> WORK INSTRUCTIONS: Find every line in the records below that holds the word "routes", and copy it out.

+ + + + + + +

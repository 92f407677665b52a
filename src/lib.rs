// SPDX-License-Identifier: MIT
// Copyright 2026 Roland Dreier <roland@kernel.org>

//! Strava-Archiver: export Strava activities and routes into SQLite.
//!
//! This crate exchanges a stored refresh token for an access token, pages
//! through the Strava API, maps the JSON records onto a fixed schema and
//! saves them with all-or-nothing batch inserts.

pub mod config;
pub mod db;
pub mod error;
pub mod middleware;
pub mod models;
pub mod routes;
pub mod services;

use tracing_subscriber::{layer::SubscriberExt, util::SubscriberInitExt, EnvFilter};

/// Shared state for the greeting server.
pub struct AppState {
    /// Password required by the protected routes
    pub password: String,
}

/// Default filter when `RUST_LOG` is unset.
pub const DEFAULT_LOG_FILTER: &str = "strava_archiver=debug,info";

/// Initialize structured JSON logging.
pub fn init_logging() {
    let format = tracing_subscriber::fmt::layer()
        .json()
        .with_target(false)
        .with_current_span(true)
        .flatten_event(true);

    tracing_subscriber::registry()
        .with(log_filter())
        .with(format)
        .init();
}

fn log_filter() -> EnvFilter {
    EnvFilter::try_from_default_env().unwrap_or_else(|_| EnvFilter::new(DEFAULT_LOG_FILTER))
}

+ + + + + + +

> SOLUTION FOR THIS PROBLEM:
//! Strava-Archiver: export Strava activities and routes into SQLite.
pub mod routes;
    /// Password required by the protected routes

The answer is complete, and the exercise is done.